[Problem details] How many lines below include the string "PatchSession"? State the number alone.

[Exercise materials]

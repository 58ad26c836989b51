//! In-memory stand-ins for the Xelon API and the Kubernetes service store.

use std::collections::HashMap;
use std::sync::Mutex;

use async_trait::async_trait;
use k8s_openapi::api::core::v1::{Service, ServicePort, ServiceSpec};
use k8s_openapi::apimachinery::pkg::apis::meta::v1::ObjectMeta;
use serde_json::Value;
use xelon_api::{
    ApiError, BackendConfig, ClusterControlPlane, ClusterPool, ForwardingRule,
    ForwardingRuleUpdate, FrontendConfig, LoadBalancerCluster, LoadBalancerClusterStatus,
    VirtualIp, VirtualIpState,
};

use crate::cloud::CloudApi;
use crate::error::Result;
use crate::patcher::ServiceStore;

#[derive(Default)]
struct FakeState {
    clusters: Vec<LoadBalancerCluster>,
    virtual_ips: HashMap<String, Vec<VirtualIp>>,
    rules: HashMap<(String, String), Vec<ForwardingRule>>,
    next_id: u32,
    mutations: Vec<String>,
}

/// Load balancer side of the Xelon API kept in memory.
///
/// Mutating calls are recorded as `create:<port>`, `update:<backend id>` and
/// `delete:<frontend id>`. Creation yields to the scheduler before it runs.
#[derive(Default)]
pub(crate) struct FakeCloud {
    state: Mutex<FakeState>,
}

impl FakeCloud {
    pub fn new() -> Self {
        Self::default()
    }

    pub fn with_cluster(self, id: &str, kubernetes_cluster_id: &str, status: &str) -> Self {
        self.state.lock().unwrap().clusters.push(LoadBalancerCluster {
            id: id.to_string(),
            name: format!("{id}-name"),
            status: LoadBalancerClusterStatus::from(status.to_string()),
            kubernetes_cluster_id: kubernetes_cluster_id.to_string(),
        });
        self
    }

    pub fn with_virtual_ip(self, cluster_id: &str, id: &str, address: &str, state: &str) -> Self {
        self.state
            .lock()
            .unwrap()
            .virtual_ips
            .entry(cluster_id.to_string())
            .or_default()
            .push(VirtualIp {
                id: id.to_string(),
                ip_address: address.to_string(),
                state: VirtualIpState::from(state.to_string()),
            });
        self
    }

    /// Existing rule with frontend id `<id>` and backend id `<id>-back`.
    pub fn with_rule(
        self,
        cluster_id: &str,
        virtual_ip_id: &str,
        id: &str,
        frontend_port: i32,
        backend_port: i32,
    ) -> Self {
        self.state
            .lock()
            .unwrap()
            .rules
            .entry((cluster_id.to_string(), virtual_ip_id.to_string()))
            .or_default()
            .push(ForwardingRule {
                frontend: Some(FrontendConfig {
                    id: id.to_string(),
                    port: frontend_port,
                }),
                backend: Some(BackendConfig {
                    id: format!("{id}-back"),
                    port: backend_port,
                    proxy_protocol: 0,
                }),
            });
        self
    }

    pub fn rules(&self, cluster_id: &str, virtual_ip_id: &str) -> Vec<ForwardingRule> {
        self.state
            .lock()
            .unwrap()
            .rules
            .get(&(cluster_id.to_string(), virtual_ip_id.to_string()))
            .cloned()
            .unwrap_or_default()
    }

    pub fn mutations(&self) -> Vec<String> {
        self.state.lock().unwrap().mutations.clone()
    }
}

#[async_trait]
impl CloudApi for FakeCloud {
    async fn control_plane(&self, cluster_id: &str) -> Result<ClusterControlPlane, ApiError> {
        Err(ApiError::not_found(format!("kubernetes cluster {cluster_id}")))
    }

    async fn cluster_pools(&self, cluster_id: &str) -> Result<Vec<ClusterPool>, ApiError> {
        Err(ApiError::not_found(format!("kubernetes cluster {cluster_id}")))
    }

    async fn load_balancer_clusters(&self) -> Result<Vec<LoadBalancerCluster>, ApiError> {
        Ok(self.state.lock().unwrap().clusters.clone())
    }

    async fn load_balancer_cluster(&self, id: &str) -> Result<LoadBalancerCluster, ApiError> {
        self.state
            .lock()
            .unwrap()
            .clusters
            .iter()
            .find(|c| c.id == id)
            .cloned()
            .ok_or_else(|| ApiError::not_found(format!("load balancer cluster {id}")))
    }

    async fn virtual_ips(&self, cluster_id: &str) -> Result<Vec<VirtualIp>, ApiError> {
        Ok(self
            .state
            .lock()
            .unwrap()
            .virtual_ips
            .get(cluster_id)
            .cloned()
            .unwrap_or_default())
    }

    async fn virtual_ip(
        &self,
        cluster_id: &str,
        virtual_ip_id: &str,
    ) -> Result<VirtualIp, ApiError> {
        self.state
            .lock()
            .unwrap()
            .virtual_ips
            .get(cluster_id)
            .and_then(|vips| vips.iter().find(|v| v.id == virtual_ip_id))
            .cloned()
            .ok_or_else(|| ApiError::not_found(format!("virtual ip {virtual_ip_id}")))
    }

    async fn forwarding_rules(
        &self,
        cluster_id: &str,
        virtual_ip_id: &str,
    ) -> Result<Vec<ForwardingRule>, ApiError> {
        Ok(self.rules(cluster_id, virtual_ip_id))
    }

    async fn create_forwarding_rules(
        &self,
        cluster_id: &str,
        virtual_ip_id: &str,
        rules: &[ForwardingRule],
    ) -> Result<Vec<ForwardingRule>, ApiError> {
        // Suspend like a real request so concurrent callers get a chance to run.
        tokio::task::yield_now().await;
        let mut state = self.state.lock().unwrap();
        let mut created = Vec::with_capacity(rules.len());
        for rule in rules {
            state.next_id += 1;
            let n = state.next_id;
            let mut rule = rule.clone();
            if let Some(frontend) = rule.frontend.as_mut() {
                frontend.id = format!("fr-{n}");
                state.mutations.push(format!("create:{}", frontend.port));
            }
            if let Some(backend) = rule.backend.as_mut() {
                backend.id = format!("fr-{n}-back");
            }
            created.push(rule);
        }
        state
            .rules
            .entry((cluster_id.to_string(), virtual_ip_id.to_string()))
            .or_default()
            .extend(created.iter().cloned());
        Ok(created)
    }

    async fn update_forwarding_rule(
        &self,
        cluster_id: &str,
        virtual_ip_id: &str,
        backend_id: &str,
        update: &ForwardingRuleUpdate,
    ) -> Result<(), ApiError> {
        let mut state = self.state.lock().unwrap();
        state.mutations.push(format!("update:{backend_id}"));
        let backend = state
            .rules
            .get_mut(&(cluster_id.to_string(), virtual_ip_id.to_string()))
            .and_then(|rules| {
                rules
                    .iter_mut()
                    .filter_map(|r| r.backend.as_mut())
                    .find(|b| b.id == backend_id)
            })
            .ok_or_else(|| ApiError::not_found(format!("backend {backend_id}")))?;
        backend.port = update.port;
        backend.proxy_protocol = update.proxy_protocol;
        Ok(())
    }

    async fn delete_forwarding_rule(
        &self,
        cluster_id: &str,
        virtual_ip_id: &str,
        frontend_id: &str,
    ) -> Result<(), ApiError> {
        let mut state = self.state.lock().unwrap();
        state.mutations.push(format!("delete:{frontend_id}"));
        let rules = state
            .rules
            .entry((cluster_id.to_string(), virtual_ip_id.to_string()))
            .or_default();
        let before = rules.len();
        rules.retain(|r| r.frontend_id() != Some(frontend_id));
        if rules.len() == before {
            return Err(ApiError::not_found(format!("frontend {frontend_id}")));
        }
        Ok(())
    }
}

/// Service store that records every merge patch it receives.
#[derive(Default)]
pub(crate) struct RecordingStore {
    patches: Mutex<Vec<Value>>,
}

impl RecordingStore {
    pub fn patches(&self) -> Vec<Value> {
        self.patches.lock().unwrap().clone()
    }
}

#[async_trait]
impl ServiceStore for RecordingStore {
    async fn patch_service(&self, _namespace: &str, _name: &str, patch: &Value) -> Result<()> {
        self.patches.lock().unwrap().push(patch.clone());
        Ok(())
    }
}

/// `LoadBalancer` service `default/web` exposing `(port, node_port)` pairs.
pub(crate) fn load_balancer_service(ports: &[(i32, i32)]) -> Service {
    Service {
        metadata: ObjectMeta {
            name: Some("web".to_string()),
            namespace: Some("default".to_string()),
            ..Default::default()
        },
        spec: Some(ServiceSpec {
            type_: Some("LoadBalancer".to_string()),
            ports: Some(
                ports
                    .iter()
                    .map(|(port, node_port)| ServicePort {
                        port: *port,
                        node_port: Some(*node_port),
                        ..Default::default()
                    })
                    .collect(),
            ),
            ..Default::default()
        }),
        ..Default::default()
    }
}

==

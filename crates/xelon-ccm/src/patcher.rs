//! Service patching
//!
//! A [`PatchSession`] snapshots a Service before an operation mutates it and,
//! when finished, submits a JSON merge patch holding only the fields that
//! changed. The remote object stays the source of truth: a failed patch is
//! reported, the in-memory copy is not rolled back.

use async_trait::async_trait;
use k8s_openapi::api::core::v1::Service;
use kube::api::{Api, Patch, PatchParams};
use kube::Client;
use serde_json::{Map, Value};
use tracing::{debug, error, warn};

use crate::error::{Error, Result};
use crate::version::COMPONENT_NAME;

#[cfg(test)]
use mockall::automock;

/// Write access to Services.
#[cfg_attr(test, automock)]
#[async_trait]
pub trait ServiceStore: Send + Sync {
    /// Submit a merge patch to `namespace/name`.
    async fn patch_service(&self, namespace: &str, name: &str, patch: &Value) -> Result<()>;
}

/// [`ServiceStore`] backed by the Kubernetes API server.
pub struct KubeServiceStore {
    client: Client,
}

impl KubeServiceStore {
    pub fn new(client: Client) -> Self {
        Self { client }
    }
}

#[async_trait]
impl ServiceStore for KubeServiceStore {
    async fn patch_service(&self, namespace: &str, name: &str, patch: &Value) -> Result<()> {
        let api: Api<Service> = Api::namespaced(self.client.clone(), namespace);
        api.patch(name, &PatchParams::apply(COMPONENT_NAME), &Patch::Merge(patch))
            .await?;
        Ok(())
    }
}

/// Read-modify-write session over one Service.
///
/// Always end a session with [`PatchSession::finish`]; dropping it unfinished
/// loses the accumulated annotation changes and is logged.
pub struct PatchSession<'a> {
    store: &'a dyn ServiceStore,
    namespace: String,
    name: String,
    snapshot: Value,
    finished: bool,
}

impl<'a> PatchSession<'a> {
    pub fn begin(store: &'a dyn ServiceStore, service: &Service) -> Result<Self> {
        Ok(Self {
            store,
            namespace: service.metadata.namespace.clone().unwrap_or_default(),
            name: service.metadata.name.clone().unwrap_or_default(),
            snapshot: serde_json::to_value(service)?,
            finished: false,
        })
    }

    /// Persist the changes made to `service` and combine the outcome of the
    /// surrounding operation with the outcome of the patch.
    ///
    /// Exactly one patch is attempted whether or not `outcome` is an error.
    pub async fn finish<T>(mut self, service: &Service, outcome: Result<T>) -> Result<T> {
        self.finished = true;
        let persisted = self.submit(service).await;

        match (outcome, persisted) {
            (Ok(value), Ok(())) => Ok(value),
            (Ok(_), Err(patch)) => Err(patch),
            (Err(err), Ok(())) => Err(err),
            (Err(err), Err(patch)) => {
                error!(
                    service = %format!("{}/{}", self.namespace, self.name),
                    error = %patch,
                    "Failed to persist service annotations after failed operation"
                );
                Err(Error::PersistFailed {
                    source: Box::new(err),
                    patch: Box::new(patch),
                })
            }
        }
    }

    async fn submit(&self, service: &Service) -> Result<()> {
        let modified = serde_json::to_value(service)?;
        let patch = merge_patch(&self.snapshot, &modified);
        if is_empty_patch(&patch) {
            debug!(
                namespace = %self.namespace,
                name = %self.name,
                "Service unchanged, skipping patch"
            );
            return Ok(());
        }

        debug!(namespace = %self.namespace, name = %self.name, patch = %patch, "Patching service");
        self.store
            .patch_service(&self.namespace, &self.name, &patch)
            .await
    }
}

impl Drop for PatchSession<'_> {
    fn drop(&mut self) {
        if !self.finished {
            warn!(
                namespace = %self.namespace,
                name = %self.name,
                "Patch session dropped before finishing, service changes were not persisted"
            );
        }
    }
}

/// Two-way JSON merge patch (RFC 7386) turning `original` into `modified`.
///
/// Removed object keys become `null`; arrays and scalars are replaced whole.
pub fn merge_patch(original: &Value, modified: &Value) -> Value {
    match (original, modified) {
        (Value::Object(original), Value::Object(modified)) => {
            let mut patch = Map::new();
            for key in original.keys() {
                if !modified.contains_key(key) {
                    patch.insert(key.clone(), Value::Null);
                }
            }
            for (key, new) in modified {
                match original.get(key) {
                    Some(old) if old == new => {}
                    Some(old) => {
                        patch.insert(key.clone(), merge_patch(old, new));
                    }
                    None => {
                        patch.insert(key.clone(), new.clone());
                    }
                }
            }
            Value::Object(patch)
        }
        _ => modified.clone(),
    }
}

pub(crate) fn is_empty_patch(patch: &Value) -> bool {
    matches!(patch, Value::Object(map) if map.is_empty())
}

==

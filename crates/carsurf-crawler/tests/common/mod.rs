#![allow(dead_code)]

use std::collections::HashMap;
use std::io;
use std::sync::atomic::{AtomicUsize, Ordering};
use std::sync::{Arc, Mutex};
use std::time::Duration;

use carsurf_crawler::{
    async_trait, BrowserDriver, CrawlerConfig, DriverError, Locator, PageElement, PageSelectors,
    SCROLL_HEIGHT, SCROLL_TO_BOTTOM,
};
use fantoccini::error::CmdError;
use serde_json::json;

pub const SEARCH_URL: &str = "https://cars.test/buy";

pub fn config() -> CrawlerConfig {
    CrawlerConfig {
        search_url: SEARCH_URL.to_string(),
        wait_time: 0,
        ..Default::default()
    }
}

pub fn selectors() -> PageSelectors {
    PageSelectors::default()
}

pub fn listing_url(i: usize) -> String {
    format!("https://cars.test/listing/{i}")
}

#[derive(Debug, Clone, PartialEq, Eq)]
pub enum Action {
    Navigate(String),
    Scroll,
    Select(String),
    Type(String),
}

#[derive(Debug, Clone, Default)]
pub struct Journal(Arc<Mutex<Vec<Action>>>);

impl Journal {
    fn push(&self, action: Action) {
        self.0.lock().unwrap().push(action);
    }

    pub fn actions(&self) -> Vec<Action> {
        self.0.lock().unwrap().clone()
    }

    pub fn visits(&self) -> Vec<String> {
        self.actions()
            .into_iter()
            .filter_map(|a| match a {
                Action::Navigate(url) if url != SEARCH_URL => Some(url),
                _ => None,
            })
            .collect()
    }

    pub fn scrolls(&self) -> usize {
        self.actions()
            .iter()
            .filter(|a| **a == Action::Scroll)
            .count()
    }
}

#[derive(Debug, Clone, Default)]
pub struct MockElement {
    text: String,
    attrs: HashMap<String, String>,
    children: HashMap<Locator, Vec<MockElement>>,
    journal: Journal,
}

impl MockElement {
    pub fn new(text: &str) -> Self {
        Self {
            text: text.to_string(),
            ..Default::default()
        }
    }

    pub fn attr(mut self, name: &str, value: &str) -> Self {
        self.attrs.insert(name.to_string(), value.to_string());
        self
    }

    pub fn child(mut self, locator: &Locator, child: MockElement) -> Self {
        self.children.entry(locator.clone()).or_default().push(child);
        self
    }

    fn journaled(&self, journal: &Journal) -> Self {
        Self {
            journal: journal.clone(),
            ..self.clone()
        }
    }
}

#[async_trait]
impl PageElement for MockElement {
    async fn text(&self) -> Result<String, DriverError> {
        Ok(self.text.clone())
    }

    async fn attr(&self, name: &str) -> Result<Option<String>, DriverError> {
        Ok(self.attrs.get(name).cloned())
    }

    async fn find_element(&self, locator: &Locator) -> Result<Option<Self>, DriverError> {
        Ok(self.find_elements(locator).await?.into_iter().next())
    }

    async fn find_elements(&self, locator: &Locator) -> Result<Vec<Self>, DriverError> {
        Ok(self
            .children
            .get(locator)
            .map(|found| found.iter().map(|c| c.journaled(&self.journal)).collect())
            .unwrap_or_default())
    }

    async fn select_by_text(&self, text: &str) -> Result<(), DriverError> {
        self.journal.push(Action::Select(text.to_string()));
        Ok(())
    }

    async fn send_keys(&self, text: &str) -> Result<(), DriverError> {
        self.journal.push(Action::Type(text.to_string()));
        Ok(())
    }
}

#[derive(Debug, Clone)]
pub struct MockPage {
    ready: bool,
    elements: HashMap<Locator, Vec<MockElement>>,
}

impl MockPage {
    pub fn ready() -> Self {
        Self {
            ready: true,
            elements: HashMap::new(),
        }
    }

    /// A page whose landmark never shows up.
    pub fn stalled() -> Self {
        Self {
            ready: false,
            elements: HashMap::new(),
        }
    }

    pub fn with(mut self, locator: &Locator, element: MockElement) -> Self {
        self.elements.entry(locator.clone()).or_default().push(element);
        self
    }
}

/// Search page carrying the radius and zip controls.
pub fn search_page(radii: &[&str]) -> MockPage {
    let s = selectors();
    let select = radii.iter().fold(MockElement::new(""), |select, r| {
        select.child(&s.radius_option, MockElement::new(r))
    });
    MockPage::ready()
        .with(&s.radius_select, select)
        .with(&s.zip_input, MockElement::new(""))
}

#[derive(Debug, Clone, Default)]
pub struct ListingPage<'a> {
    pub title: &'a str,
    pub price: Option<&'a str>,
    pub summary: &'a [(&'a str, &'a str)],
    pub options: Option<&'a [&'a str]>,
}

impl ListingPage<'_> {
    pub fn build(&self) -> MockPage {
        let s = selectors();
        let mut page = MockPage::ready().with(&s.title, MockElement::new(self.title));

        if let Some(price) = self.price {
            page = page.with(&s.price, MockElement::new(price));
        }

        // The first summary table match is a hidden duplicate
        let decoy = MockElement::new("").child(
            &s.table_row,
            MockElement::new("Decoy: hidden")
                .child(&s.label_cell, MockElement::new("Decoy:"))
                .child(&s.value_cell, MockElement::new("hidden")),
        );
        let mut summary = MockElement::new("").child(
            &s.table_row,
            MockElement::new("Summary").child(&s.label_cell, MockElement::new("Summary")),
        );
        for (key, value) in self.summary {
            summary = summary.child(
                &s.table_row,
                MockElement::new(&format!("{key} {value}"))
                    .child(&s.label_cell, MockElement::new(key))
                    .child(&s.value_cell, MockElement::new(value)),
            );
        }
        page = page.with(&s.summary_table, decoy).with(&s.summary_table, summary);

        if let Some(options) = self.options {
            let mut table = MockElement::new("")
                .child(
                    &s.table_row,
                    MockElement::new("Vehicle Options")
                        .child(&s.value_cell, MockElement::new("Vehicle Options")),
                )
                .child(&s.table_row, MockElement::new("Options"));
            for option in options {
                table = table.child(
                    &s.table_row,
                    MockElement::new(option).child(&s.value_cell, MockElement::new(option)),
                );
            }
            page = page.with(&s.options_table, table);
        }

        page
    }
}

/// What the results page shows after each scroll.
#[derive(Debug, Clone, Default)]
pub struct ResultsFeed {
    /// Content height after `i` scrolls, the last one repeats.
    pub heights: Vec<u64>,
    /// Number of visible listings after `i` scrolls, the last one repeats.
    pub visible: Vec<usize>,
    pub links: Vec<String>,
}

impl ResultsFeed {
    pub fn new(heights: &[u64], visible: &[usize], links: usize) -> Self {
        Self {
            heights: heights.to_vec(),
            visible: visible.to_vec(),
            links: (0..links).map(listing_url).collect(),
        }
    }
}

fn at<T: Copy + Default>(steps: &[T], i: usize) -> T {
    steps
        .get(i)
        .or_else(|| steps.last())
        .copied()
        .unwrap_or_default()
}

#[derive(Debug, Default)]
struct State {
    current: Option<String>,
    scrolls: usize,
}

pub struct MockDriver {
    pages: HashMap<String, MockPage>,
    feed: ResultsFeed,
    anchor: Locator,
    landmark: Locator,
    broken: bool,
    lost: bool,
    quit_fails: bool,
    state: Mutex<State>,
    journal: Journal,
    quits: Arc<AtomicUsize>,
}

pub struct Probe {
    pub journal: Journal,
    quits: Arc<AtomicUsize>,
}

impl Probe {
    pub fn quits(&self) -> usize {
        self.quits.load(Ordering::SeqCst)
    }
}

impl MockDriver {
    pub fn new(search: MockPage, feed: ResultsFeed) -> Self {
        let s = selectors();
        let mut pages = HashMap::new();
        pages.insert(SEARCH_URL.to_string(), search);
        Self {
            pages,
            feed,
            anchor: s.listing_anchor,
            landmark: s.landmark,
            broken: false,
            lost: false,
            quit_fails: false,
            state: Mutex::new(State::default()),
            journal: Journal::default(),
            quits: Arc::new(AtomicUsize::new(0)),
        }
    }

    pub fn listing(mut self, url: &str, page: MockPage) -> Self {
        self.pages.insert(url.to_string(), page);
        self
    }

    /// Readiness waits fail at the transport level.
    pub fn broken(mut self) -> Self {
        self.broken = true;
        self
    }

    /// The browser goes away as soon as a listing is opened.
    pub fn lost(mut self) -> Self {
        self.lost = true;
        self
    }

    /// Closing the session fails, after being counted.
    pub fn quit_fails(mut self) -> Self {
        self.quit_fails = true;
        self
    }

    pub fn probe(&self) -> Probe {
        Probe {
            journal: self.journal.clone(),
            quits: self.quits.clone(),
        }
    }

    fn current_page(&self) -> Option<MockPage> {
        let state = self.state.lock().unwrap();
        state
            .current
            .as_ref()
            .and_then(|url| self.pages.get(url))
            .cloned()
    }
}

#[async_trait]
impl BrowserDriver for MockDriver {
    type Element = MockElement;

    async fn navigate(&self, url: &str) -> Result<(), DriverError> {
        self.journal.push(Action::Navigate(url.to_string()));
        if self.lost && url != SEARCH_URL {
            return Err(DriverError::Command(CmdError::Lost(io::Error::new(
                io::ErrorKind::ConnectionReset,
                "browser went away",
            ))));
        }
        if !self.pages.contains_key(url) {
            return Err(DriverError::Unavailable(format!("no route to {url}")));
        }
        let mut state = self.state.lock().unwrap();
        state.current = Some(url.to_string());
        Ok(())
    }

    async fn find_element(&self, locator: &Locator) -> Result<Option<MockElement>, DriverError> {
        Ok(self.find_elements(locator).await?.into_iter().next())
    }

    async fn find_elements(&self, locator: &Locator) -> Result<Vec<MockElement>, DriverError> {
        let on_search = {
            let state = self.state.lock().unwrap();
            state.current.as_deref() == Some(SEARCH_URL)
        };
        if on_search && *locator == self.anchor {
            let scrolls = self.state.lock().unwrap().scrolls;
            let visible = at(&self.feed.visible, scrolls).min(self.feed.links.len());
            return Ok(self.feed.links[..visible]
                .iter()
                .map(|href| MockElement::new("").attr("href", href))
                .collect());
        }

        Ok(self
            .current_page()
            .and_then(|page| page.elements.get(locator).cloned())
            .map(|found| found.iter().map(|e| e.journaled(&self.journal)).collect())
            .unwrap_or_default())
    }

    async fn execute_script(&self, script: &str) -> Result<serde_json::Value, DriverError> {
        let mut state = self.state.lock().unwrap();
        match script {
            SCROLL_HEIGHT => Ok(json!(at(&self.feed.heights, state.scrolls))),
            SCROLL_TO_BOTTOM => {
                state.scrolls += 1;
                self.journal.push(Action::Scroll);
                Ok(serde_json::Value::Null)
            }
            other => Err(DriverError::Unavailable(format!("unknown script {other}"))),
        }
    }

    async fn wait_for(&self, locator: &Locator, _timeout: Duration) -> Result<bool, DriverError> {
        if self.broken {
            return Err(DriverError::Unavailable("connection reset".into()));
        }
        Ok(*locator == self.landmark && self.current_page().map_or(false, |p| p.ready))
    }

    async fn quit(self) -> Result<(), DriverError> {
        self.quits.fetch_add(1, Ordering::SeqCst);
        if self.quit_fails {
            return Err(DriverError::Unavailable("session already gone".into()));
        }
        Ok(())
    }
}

[Solution to this exercise] 5